En plus de subir cette accumulation de départs, la start-up est en train de perdre des marchés dans plusieurs pays. Les juges italiens ont tranché en faveur des taxis : Uber n’a plus droit de cité en Italie. Au Danemark, c’est l’arrivée d’une nouvelle loi rendant obligatoire l’installation de compteurs dans les voitures qui l’empêche désormais d’exercer. L’entreprise quittera donc le pays le 18 avril.

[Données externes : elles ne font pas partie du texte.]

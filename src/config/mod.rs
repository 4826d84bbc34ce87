//! Configuration management.
//!
//! Settings are layered, later layers winning:
//!
//! 1. built-in defaults
//! 2. a TOML file (`--config`, else `./drug-discovery-mcp.toml`, else
//!    `<config dir>/drug-discovery-mcp/config.toml`)
//! 3. `DRUG_DISCOVERY_<SECTION>__<KEY>` environment variables
//! 4. well-known variables such as `TAVILY_API_KEY`, for values still unset
//!
//! # Configuration File Format
//!
//! ```toml
//! [http]
//! timeout_secs = 30
//!
//! [pubmed]
//! api_key = "your-ncbi-key"
//! email = "you@example.org"
//!
//! [tavily]
//! api_key = "tvly-..."
//!
//! [chat]
//! port = 3000
//! agent_url = "http://127.0.0.1:8000/v1"
//!
//! [[chat.models]]
//! id = "us.anthropic.claude-3-7-sonnet-20250219-v1:0"
//! label = "Claude 3.7 Sonnet"
//!
//! [logging]
//! level = "debug"
//! format = "json"
//! ```

mod sections;

pub use sections::{
    ArxivConfig, ChatConfig, ChemblConfig, ClinicalTrialsConfig, HttpConfig, LogFormat,
    LoggingConfig, ModelOption, PubMedConfig, TavilyConfig,
};

use serde::{Deserialize, Serialize};
use std::collections::HashMap;
use std::path::{Path, PathBuf};

/// Prefix of the structured environment overrides
pub const ENV_PREFIX: &str = "DRUG_DISCOVERY";

/// File name looked up in the working directory
pub const LOCAL_CONFIG_FILE: &str = "drug-discovery-mcp.toml";

/// Application configuration, read once at startup
#[derive(Debug, Clone, Default, PartialEq, Serialize, Deserialize)]
#[serde(default)]
pub struct Config {
    pub http: HttpConfig,
    pub pubmed: PubMedConfig,
    pub arxiv: ArxivConfig,
    pub chembl: ChemblConfig,
    pub clinical_trials: ClinicalTrialsConfig,
    pub tavily: TavilyConfig,
    pub chat: ChatConfig,
    pub logging: LoggingConfig,
}

impl Config {
    /// Load configuration from the given file (or the default locations) and
    /// the process environment
    pub fn load(path: Option<&Path>) -> Result<Self, ConfigError> {
        Self::load_with_env(path, None)
    }

    /// Like [`Config::load`], reading variables from `env` instead of the
    /// process environment when given
    pub fn load_with_env(
        path: Option<&Path>,
        env: Option<HashMap<String, String>>,
    ) -> Result<Self, ConfigError> {
        let mut builder = ::config::Config::builder();

        let file = match path {
            Some(path) => Some(path.to_path_buf()),
            None => find_config_file(),
        };
        if let Some(file) = &file {
            tracing::debug!("Using config file: {}", file.display());
            builder = builder.add_source(::config::File::from(file.as_path()).required(true));
        }

        builder = builder.add_source(
            ::config::Environment::with_prefix(ENV_PREFIX)
                .prefix_separator("_")
                .separator("__")
                .try_parsing(true)
                .source(env.clone()),
        );

        let mut config: Config = builder.build()?.try_deserialize()?;

        let lookup = |name: &str| -> Option<String> {
            match &env {
                Some(vars) => vars.get(name).cloned(),
                None => std::env::var(name).ok(),
            }
        };
        config.apply_env_fallbacks(lookup);
        config.validate()?;

        Ok(config)
    }

    /// Fill still-unset credentials from their conventional variables
    fn apply_env_fallbacks(&mut self, lookup: impl Fn(&str) -> Option<String>) {
        let get = |name: &str| lookup(name).filter(|v| !v.trim().is_empty());

        if self.tavily.api_key.is_none() {
            self.tavily.api_key = get("TAVILY_API_KEY");
        }
        if self.pubmed.api_key.is_none() {
            self.pubmed.api_key = get("NCBI_API_KEY");
        }
        if self.pubmed.email.is_none() {
            self.pubmed.email = get("NCBI_EMAIL");
        }
        if self.chat.agent_api_key.is_none() {
            self.chat.agent_api_key = get("AGENT_API_KEY");
        }
        if self.chat.agent_url == ChatConfig::default().agent_url {
            if let Some(url) = get("AGENT_URL") {
                self.chat.agent_url = url;
            }
        }
    }

    /// Check the loaded values once, before anything is built from them
    pub fn validate(&self) -> Result<(), ConfigError> {
        let urls = [
            ("pubmed.base_url", &self.pubmed.base_url),
            ("arxiv.base_url", &self.arxiv.base_url),
            ("arxiv.pdf_base_url", &self.arxiv.pdf_base_url),
            ("chembl.base_url", &self.chembl.base_url),
            ("clinical_trials.base_url", &self.clinical_trials.base_url),
            ("clinical_trials.study_url", &self.clinical_trials.study_url),
            ("tavily.base_url", &self.tavily.base_url),
            ("chat.agent_url", &self.chat.agent_url),
        ];
        for (field, value) in urls {
            url::Url::parse(value).map_err(|e| ConfigError::invalid(field, e.to_string()))?;
        }

        if self.http.timeout_secs == 0 {
            return Err(ConfigError::invalid("http.timeout_secs", "must be greater than zero"));
        }
        if self.http.connect_timeout_secs == 0 {
            return Err(ConfigError::invalid(
                "http.connect_timeout_secs",
                "must be greater than zero",
            ));
        }
        if self.chat.agent_timeout_secs == 0 {
            return Err(ConfigError::invalid(
                "chat.agent_timeout_secs",
                "must be greater than zero",
            ));
        }
        if self.chat.models.is_empty() {
            return Err(ConfigError::invalid("chat.models", "at least one model is required"));
        }
        if self.chat.history_window == 0 {
            return Err(ConfigError::invalid(
                "chat.history_window",
                "must be greater than zero",
            ));
        }
        if !matches!(self.tavily.search_depth.as_str(), "basic" | "advanced") {
            return Err(ConfigError::invalid(
                "tavily.search_depth",
                format!("'{}' is not one of: basic, advanced", self.tavily.search_depth),
            ));
        }

        Ok(())
    }

    /// Render as TOML
    pub fn to_toml(&self) -> Result<String, ConfigError> {
        Ok(toml::to_string_pretty(self)?)
    }

    /// Save to a TOML file
    pub fn save(&self, path: &Path) -> Result<(), ConfigError> {
        if let Some(parent) = path.parent().filter(|p| !p.as_os_str().is_empty()) {
            std::fs::create_dir_all(parent)?;
        }
        std::fs::write(path, self.to_toml()?)?;
        Ok(())
    }

    /// Copy with credentials masked, for display
    pub fn redacted(&self) -> Self {
        let mask = |key: &Option<String>| key.as_ref().map(|_| "********".to_string());
        let mut copy = self.clone();
        copy.pubmed.api_key = mask(&self.pubmed.api_key);
        copy.tavily.api_key = mask(&self.tavily.api_key);
        copy.chat.agent_api_key = mask(&self.chat.agent_api_key);
        copy
    }
}

/// Find a config file in the default locations
pub fn find_config_file() -> Option<PathBuf> {
    let local = PathBuf::from(LOCAL_CONFIG_FILE);
    if local.is_file() {
        return Some(local);
    }

    default_config_path().filter(|p| p.is_file())
}

/// Per-user config file location
pub fn default_config_path() -> Option<PathBuf> {
    dirs::config_dir().map(|d| d.join(env!("CARGO_PKG_NAME")).join("config.toml"))
}

/// Configuration errors
#[derive(Debug, thiserror::Error)]
pub enum ConfigError {
    #[error("Failed to load configuration: {0}")]
    Load(#[from] ::config::ConfigError),

    #[error("Invalid configuration value for '{field}': {detail}")]
    Invalid { field: String, detail: String },

    #[error("Failed to build HTTP client: {0}")]
    HttpClient(#[from] reqwest::Error),

    #[error("Invalid parameter pattern: {0}")]
    Pattern(#[from] regex::Error),

    #[error("Failed to serialize configuration: {0}")]
    Serialize(#[from] toml::ser::Error),

    #[error("IO error: {0}")]
    Io(#[from] std::io::Error),
}

impl ConfigError {
    pub(crate) fn invalid(field: &str, detail: impl Into<String>) -> Self {
        ConfigError::Invalid {
            field: field.to_string(),
            detail: detail.into(),
        }
    }
}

Argentine, Hongrie, Bulgarie, Corée-du-Sud, Chine… Nombreux sont les pays où Uber a dû jeter l’éponge ces dernières années. En Allemagne, sa vie n’est pas plus rose. L’application a été bannie de Düsseldorf, Hambourg et Francfort en novembre 2015. A Berlin, la firme a dû accepter d’employer des taxis pour continuer à assurer son service.
«Violation de brevet»
Même quand l’entreprise ne se voit pas contrainte de quitter un pays, des réglementations nouvelles viennent lui compliquer la tâche. Le Royaume-Uni est ainsi parvenu à imposer à Uber de donner à ses chauffeurs des contrats de salariés quand le Portugal, la France et l’Espagne tentent tant bien que mal de définir un cadre législatif strict.
S'il n'y avait que ça... Mais non. Uber est également la cible de plusieurs plaintes. Début avril, Google puis Waymo accusaient l'entreprise de «vol de secret industriel et violation de brevet». L'entreprise de camions autonomes Otto, rachetée par Uber pour concevoir ses taxis autonomes, aurait volé 14 000 dossiers à la filiale d'Alphabet, dans le but d'imiter ses capteurs.
Plus récemment, une autre plainte a été déposée au tribunal fédéral de Los Angeles, reprochant à l'entreprise d'avoir mis au point une technique «intelligente et sophistiquée» pour arnaquer clients et chauffeurs, grâce au nouveau système de paiement installé en 2016.
«Année très, très étrange»
S'ajoute à cela un nombre difficilement calculable de controverses. Une ancienne employée, Susan J. Fowler, avait notamment décrit son «année très, très étrange chez Uber» dans un long post de blog fin février. Elle y expliquait que son chef, en relation libre, «était à la recherche de femmes pour avoir des relations sexuelles avec lui». Le post a tant fait parler de lui qu'Uber a dû ouvrir une enquête en interne, dirigée par l'ex-ministre de la justice d'Obama, Eric Holder.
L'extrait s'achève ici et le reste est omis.